Dataset entries
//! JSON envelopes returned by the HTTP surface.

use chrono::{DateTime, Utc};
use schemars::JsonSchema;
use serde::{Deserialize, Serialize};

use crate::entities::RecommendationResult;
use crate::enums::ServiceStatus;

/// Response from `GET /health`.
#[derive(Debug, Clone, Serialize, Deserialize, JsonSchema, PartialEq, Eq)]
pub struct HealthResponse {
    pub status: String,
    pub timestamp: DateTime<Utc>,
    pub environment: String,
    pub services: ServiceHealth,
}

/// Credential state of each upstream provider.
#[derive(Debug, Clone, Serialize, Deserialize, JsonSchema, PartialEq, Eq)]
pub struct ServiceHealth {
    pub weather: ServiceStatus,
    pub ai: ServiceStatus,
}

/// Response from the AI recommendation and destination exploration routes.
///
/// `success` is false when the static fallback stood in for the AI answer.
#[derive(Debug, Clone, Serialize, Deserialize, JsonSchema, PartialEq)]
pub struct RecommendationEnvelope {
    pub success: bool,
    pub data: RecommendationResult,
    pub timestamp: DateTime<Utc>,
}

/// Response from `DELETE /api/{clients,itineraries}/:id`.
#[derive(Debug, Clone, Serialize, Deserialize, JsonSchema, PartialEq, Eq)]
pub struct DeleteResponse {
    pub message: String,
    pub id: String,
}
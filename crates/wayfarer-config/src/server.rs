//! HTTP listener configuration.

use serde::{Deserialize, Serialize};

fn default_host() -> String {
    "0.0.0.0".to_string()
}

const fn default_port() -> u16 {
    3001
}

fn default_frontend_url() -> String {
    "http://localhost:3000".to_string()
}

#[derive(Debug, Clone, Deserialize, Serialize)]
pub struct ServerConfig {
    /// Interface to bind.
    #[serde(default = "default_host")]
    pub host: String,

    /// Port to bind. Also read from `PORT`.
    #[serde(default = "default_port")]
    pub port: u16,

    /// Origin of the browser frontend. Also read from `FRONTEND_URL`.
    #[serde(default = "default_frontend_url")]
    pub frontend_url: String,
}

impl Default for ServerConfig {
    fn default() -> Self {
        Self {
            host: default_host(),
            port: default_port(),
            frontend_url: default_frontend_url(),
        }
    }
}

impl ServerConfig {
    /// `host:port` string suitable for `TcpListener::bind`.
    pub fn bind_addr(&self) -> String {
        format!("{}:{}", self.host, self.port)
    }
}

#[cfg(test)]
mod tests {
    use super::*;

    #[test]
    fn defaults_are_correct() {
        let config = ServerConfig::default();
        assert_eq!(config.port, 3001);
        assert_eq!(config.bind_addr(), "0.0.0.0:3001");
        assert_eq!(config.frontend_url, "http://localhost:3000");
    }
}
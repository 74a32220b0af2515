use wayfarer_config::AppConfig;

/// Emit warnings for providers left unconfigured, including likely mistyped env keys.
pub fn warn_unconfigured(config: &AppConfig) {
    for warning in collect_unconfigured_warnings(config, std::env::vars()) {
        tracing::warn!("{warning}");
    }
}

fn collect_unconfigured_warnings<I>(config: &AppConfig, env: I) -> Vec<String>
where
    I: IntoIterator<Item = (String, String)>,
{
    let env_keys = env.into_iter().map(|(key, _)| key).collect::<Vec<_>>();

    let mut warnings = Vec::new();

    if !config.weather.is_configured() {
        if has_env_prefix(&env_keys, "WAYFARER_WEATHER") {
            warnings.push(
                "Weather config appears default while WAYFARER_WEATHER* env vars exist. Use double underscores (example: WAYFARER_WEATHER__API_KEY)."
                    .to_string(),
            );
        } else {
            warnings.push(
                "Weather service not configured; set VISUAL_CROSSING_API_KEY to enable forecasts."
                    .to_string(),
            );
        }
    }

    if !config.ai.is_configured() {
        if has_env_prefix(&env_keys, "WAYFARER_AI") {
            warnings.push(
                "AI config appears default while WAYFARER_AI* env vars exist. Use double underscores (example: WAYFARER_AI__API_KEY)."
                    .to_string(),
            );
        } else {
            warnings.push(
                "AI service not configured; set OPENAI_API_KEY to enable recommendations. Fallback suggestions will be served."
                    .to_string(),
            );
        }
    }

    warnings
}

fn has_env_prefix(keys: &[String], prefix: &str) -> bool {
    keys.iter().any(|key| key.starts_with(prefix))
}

**REQUIREMENT:** Show me every line of the entries above that holds "example".

**PROBLEM SOLUTION:**
                "Weather config appears default while WAYFARER_WEATHER* env vars exist. Use double underscores (example: WAYFARER_WEATHER__API_KEY)."
                "AI config appears default while WAYFARER_AI* env vars exist. Use double underscores (example: WAYFARER_AI__API_KEY)."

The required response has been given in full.